There was no opposition, and the House Revenue & Taxation Committee was unanimous this morning in backing HB 140, the bill to clarify that tribe-owned land within Idaho Indian reservations is not subject to local county property taxation. Such lands hadn’t been taxed in Idaho for a century due to the state Constitution’s provision declaring that the state “forever disclaim(s) all right and title” to tribal lands, but some counties around the state started sending tax bills to tribes in 2006.
“This is something the tribes need and the counties need … for clarity,” Helo Hancock, legislative director for the Coeur d’Alene Tribe, told the committee. “It certainly is consistent and reaffirms the Constitution.” The bill adds tribes to the section of state law noting that government property isn’t subject to local property tax.
On Friday, the Kootenai County Commission voted unanimously to cancel the back property taxes it had assessed against the Coeur d’Alene Tribe’s lands. “The tribe is certainly a government,” Hancock told the committee. “It’s required to provide essential services,” from police, courts and fire to road and social service programs. He noted that the Coeur d’Alene Tribe also has donated $10 million to taxing districts in its area.

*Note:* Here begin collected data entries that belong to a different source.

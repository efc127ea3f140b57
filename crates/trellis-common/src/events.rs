//! Kubernetes Event recording for Trellis controllers.
//!
//! Provides a trait-based abstraction over `kube::runtime::events::Recorder`
//! so that the engine and controllers can emit standard Kubernetes Events
//! visible via `kubectl describe` and `kubectl get events`.
//!
//! Events are **fire-and-forget**: failures are logged as warnings and never
//! propagate errors. A failed event must never break reconciliation.

use async_trait::async_trait;
use k8s_openapi::api::core::v1::ObjectReference;
use kube::runtime::events::{EventType, Recorder, Reporter};
use kube::Client;
use tracing::warn;

/// Trait for publishing Kubernetes Events.
///
/// Implementations are expected to be fire-and-forget: `publish()` logs a
/// warning on failure but never returns an error.
#[async_trait]
pub trait EventPublisher: Send + Sync {
    /// Publish a Kubernetes Event on the given resource.
    ///
    /// # Arguments
    ///
    /// * `resource_ref` - The Kubernetes object this event is about
    /// * `type_` - Normal or Warning
    /// * `reason` - Machine-readable reason string (e.g. "Created")
    /// * `action` - What action was taken (e.g. "Reconcile")
    /// * `note` - Optional human-readable message
    async fn publish(
        &self,
        resource_ref: &ObjectReference,
        type_: EventType,
        reason: &str,
        action: &str,
        note: Option<String>,
    );
}

/// Production implementation wrapping `kube::runtime::events::Recorder`.
pub struct KubeEventPublisher {
    recorder: Recorder,
}

impl KubeEventPublisher {
    /// Create a new publisher for the given controller name.
    ///
    /// The controller name appears as the "reportingComponent" on Events
    /// (e.g. "trellis-operator").
    pub fn new(client: Client, controller_name: &str) -> Self {
        let reporter = Reporter {
            controller: controller_name.to_string(),
            instance: None,
        };
        Self {
            recorder: Recorder::new(client, reporter),
        }
    }
}

#[async_trait]
impl EventPublisher for KubeEventPublisher {
    async fn publish(
        &self,
        resource_ref: &ObjectReference,
        type_: EventType,
        reason: &str,
        action: &str,
        note: Option<String>,
    ) {
        let event = kube::runtime::events::Event {
            type_,
            reason: reason.to_string(),
            note,
            action: action.to_string(),
            secondary: None,
        };
        if let Err(e) = self.recorder.publish(&event, resource_ref).await {
            warn!(
                reason,
                action,
                error = %e,
                "Failed to publish Kubernetes event"
            );
        }
    }
}

/// No-op implementation for tests.
///
/// All calls are silently ignored; no Kubernetes API interaction.
pub struct NoopEventPublisher;

#[async_trait]
impl EventPublisher for NoopEventPublisher {
    async fn publish(
        &self,
        _resource_ref: &ObjectReference,
        _type_: EventType,
        _reason: &str,
        _action: &str,
        _note: Option<String>,
    ) {
        // intentionally empty
    }
}

/// Well-known event reason strings.
///
/// These appear in `kubectl get events` under the REASON column.
pub mod reasons {
    // Child lifecycle events
    /// A managed child resource was created
    pub const CREATED: &str = "Created";
    /// A managed child resource was updated
    pub const UPDATED: &str = "Updated";
    /// A managed child resource was deleted
    pub const DELETED: &str = "Deleted";

    // Instance lifecycle events
    /// The stop annotation was honored and children were torn down
    pub const STOPPED: &str = "Stopped";
    /// The stop annotation was removed and children were recreated
    pub const RESUMED: &str = "Resumed";
    /// The inference-pool API migration committed
    pub const POOL_MIGRATED: &str = "PoolMigrated";
    /// Spec validation failed
    pub const VALIDATION_FAILED: &str = "ValidationFailed";
    /// Reconciliation failed for a non-validation reason
    pub const RECONCILE_FAILED: &str = "ReconcileFailed";
}

/// Well-known event action strings.
///
/// These appear in `kubectl get events` under the ACTION column.
pub mod actions {
    /// Standard reconciliation loop
    pub const RECONCILE: &str = "Reconcile";
    /// Creating a child resource
    pub const CREATE: &str = "Create";
    /// Updating a child resource
    pub const UPDATE: &str = "Update";
    /// Deleting a child resource
    pub const DELETE: &str = "Delete";
}

#[cfg(test)]
mod tests {
    use super::*;

    #[test]
    fn noop_publisher_is_send_sync() {
        fn assert_send_sync<T: Send + Sync>() {}
        assert_send_sync::<NoopEventPublisher>();
    }

    #[test]
    fn reason_constants_are_pascal_case() {
        // Verify constants exist and have expected values
        assert_eq!(reasons::CREATED, "Created");
        assert_eq!(reasons::STOPPED, "Stopped");
        assert_eq!(reasons::POOL_MIGRATED, "PoolMigrated");
    }

    #[test]
    fn action_constants_are_defined() {
        assert_eq!(actions::RECONCILE, "Reconcile");
        assert_eq!(actions::DELETE, "Delete");
    }

    #[tokio::test]
    async fn noop_publisher_does_not_panic() {
        let publisher = NoopEventPublisher;
        let obj_ref = ObjectReference::default();
        publisher
            .publish(
                &obj_ref,
                EventType::Normal,
                reasons::CREATED,
                actions::CREATE,
                Some("test".to_string()),
            )
            .await;
    }
}
impl<'a> ModelStorage<'a> {
    /// Create an attacher over the operator configuration.
    pub fn new(config: &'a OperatorConfig) -> Self {
        Self { config }
    }

    /// Wire the instance's model into the given pod spec.
    ///
    /// Returns what was attached so the controller can reconcile follow-up
    /// children (the global CA bundle copy). A disabled storage spec skips
    /// everything, including credential injection, for every scheme.
    pub fn attach(
        &self,
        instance: &TrellisInferenceService,
        pod_spec: &mut PodSpec,
        credentials: &CredentialContext,
    ) -> Result<StorageAttachment> {
        if !instance.spec.model.storage_enabled() {
            return Ok(StorageAttachment::default());
        }

        let uri = instance.spec.model.uri.clone();
        let Some((scheme, _)) = uri.split_once("://") else {
            return Err(Error::configuration_for_field(
                instance.name_any(),
                "spec.model.uri",
                format!("invalid model URI {uri:?}"),
            ));
        };

        match scheme {
            "pvc" => {
                self.attach_pvc(instance, &uri, pod_spec)?;
                Ok(StorageAttachment::default())
            }
            "oci" => {
                self.attach_oci(instance, &uri, pod_spec)?;
                Ok(StorageAttachment::default())
            }
            "hf" => {
                self.attach_initializer(&uri, pod_spec);
                if let Some(init) = init_container_mut(pod_spec, STORAGE_INITIALIZER_CONTAINER) {
                    inject_hf_credentials(init, credentials);
                }
                Ok(StorageAttachment::default())
            }
            "s3" => {
                self.attach_initializer(&uri, pod_spec);
                if let Some(init) = init_container_mut(pod_spec, STORAGE_INITIALIZER_CONTAINER) {
                    inject_s3_credentials(init, credentials, instance.metadata.annotations.as_ref());
                }
                let ca_bundle_config_map =
                    self.inject_ca_bundle(&instance.namespace().unwrap_or_default(), pod_spec);
                Ok(StorageAttachment { ca_bundle_config_map })
            }
            other => Err(Error::configuration_for_field(
                instance.name_any(),
                "spec.model.uri",
                format!("unsupported storage scheme {other:?}"),
            )),
        }
    }

    /// Apply [`attach`](Self::attach) across several pod specs of one role
    /// set, merging the follow-up summaries.
    pub fn attach_all(
        &self,
        instance: &TrellisInferenceService,
        pod_specs: &mut [&mut PodSpec],
        credentials: &CredentialContext,
    ) -> Result<StorageAttachment> {
        let mut summary = StorageAttachment::default();
        for pod_spec in pod_specs {
            summary.merge(self.attach(instance, pod_spec, credentials)?);
        }
        Ok(summary)
    }

    fn attach_pvc(
        &self,
        instance: &TrellisInferenceService,
        uri: &str,
        pod_spec: &mut PodSpec,
    ) -> Result<()> {
        let (claim, sub_path) = parse_pvc_uri(uri).ok_or_else(|| {
            Error::configuration_for_field(
                instance.name_any(),
                "spec.model.uri",
                format!("invalid pvc URI {uri:?}, expected pvc://<claim>[/path]"),
            )
        })?;

        if let Some(main) = container_mut(pod_spec, MAIN_CONTAINER_NAME) {
            add_mount_if_absent(
                main,
                VolumeMount {
                    name: PVC_VOLUME.to_string(),
                    mount_path: MODEL_MOUNT_PATH.to_string(),
                    sub_path: (!sub_path.is_empty()).then(|| sub_path.clone()),
                    read_only: Some(true),
                    ..Default::default()
                },
            );
            add_volume_if_absent(
                pod_spec,
                Volume {
                    name: PVC_VOLUME.to_string(),
                    persistent_volume_claim: Some(PersistentVolumeClaimVolumeSource {
                        claim_name: claim,
                        ..Default::default()
                    }),
                    ..Default::default()
                },
            );
        }
        Ok(())
    }

    fn attach_oci(
        &self,
        instance: &TrellisInferenceService,
        uri: &str,
        pod_spec: &mut PodSpec,
    ) -> Result<()> {
        if !self.config.enable_modelcar {
            return Err(Error::configuration_for(
                instance.name_any(),
                "oci model storage is disabled",
            ));
        }
        let image = uri.trim_start_matches("oci://").to_string();
        let model_parent = parent_directory(MODEL_MOUNT_PATH).to_string();

        {
            let Some(main) = container_mut(pod_spec, MAIN_CONTAINER_NAME) else {
                return Err(Error::configuration_for(
                    instance.name_any(),
                    format!("pod template has no {MAIN_CONTAINER_NAME:?} container"),
                ));
            };
            // The sidecar links the model in after the serving engine may
            // already be probing the directory.
            add_or_replace_env(main, MODEL_INIT_MODE_ENV, "async");
            add_mount_if_absent(
                main,
                VolumeMount {
                    name: OCI_VOLUME.to_string(),
                    mount_path: model_parent.clone(),
                    ..Default::default()
                },
            );
        }

        add_volume_if_absent(
            pod_spec,
            Volume {
                name: OCI_VOLUME.to_string(),
                empty_dir: Some(EmptyDirVolumeSource::default()),
                ..Default::default()
            },
        );

        if container_mut(pod_spec, MODELCAR_CONTAINER).is_none() {
            pod_spec
                .containers
                .push(self.modelcar_container(&image, &model_parent));
            pod_spec
                .init_containers
                .get_or_insert_with(Vec::new)
                .push(self.modelcar_init_container(&image));
        }

        // The main container reaches the sidecar's filesystem via /proc
        pod_spec.share_process_namespace = Some(true);
        Ok(())
    }

    fn modelcar_container(&self, image: &str, model_parent: &str) -> Container {
        Container {
            name: MODELCAR_CONTAINER.to_string(),
            image: Some(image.to_string()),
            args: Some(vec![
                "sh".to_string(),
                "-c".to_string(),
                // $$$$ survives kubelet env expansion as $$, the shell PID
                format!("ln -sf /proc/$$$$/root/models {MODEL_MOUNT_PATH} && sleep infinity"),
            ]),
            volume_mounts: Some(vec![VolumeMount {
                name: OCI_VOLUME.to_string(),
                mount_path: model_parent.to_string(),
                ..Default::default()
            }]),
            resources: Some(resource_requirements(
                &self.config.modelcar_cpu,
                &self.config.modelcar_memory,
                &self.config.modelcar_cpu,
                &self.config.modelcar_memory,
            )),
            termination_message_policy: Some(TERMINATION_POLICY_FALLBACK.to_string()),
            ..Default::default()
        }
    }

    fn modelcar_init_container(&self, image: &str) -> Container {
        Container {
            name: MODELCAR_INIT_CONTAINER.to_string(),
            image: Some(image.to_string()),
            args: Some(vec![
                "sh".to_string(),
                "-c".to_string(),
                format!(
                    "[ -d /models ] && [ \"$$(ls -A /models)\" ] || \
                     (echo 'modelcar image {image} has no /models content' && exit 1)"
                ),
            ]),
            resources: Some(resource_requirements(
                &self.config.modelcar_cpu,
                &self.config.modelcar_memory,
                &self.config.modelcar_cpu,
                &self.config.modelcar_memory,
            )),
            termination_message_policy: Some(TERMINATION_POLICY_FALLBACK.to_string()),
            ..Default::default()
        }
    }

    fn attach_initializer(&self, uri: &str, pod_spec: &mut PodSpec) {
        add_volume_if_absent(
            pod_spec,
            Volume {
                name: PROVISION_VOLUME.to_string(),
                empty_dir: Some(EmptyDirVolumeSource::default()),
                ..Default::default()
            },
        );

        if init_container_mut(pod_spec, STORAGE_INITIALIZER_CONTAINER).is_none() {
            pod_spec
                .init_containers
                .get_or_insert_with(Vec::new)
                .push(Container {
                    name: STORAGE_INITIALIZER_CONTAINER.to_string(),
                    image: Some(self.config.storage_initializer_image.clone()),
                    args: Some(vec![uri.to_string(), MODEL_MOUNT_PATH.to_string()]),
                    volume_mounts: Some(vec![VolumeMount {
                        name: PROVISION_VOLUME.to_string(),
                        mount_path: MODEL_MOUNT_PATH.to_string(),
                        ..Default::default()
                    }]),
                    resources: Some(resource_requirements(
                        &self.config.storage_cpu_request,
                        &self.config.storage_memory_request,
                        &self.config.storage_cpu_limit,
                        &self.config.storage_memory_limit,
                    )),
                    termination_message_policy: Some(TERMINATION_POLICY_FALLBACK.to_string()),
                    ..Default::default()
                });
        }

        if let Some(main) = container_mut(pod_spec, MAIN_CONTAINER_NAME) {
            add_mount_if_absent(
                main,
                VolumeMount {
                    name: PROVISION_VOLUME.to_string(),
                    mount_path: MODEL_MOUNT_PATH.to_string(),
                    read_only: Some(true),
                    ..Default::default()
                },
            );
        }
    }

    /// Mount extra CA certificates into the storage-initializer.
    ///
    /// Triggered when a bundle is configured globally or the credential
    /// annotations already put a bundle config-map on the init container.
    /// Name and directory resolve annotation values over existing env vars
    /// over the namespace-scoped default; outside the system namespace the
    /// default is the per-namespace copy of the global bundle.
    fn inject_ca_bundle(&self, namespace: &str, pod_spec: &mut PodSpec) -> Option<String> {
        let config_map = {
            let init = init_container_mut(pod_spec, STORAGE_INITIALIZER_CONTAINER)?;

            let annotated = init
                .env
                .iter()
                .flatten()
                .any(|e| e.name == ENV_AWS_CA_BUNDLE_CONFIG_MAP);
            if self.config.ca_bundle_config_map.is_none() && !annotated {
                return None;
            }

            let mut config_map = if namespace != self.config.system_namespace {
                GLOBAL_CA_BUNDLE_CONFIG_MAP.to_string()
            } else {
                self.config
                    .ca_bundle_config_map
                    .clone()
                    .unwrap_or_else(|| GLOBAL_CA_BUNDLE_CONFIG_MAP.to_string())
            };
            let mut mount_path = self.config.ca_bundle_mount_path.clone();
            let mut name_env_exists = false;
            let mut path_env_exists = false;
            for env in init.env.iter().flatten() {
                match (env.name.as_str(), env.value.as_deref()) {
                    (ENV_AWS_CA_BUNDLE_CONFIG_MAP, Some(value)) => config_map = value.to_string(),
                    (ENV_AWS_CA_BUNDLE, Some(value)) => {
                        mount_path = parent_directory(value).to_string()
                    }
                    (CA_BUNDLE_CONFIG_MAP_NAME_ENV, _) => name_env_exists = true,
                    (CA_BUNDLE_MOUNT_POINT_ENV, _) => path_env_exists = true,
                    _ => {}
                }
            }

            // Existing values were customized by the user; never overwrite
            if !name_env_exists {
                push_env(init, CA_BUNDLE_CONFIG_MAP_NAME_ENV, &config_map);
            }
            if !path_env_exists {
                push_env(init, CA_BUNDLE_MOUNT_POINT_ENV, &mount_path);
            }
            add_mount_if_absent(
                init,
                VolumeMount {
                    name: CA_BUNDLE_VOLUME.to_string(),
                    mount_path,
                    read_only: Some(true),
                    ..Default::default()
                },
            );
            config_map
        };

        add_volume_if_absent(
            pod_spec,
            Volume {
                name: CA_BUNDLE_VOLUME.to_string(),
                config_map: Some(ConfigMapVolumeSource {
                    name: config_map.clone(),
                    ..Default::default()
                }),
                ..Default::default()
            },
        );
        Some(config_map)
    }
}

Rep. Neil Anderson, R-Blackfoot, said, “We’re talking about the Coeur d’Alene Tribe, who I think are a progressive, generous group of people. But it’s my understanding this law will apply to all Indian tribes in the state of Idaho,” including those, he said, that might not be as “magnanimous.” Hancock responded that the Kootenai Tribe donates 10 to 20 times the amount to its surrounding community that would be generated if its lands were taxed. At the Shoshone-Bannock reservation in eastern Idaho, he said, 98 percent of the property is tribal trust land, and the amount in dispute over county property taxes is only about $3,000. Total statewide property tax bills that have been sent to tribes come to just over $300,000 a year, much of that on the Coeur d’Alene reservation; much of the land targeted was opened up for non-tribal homesteading at one point in history, then later reacquired by the tribe.
The bill now moves to the full House; to become law, it must pass both there and in the Senate and receive the governor’s signature.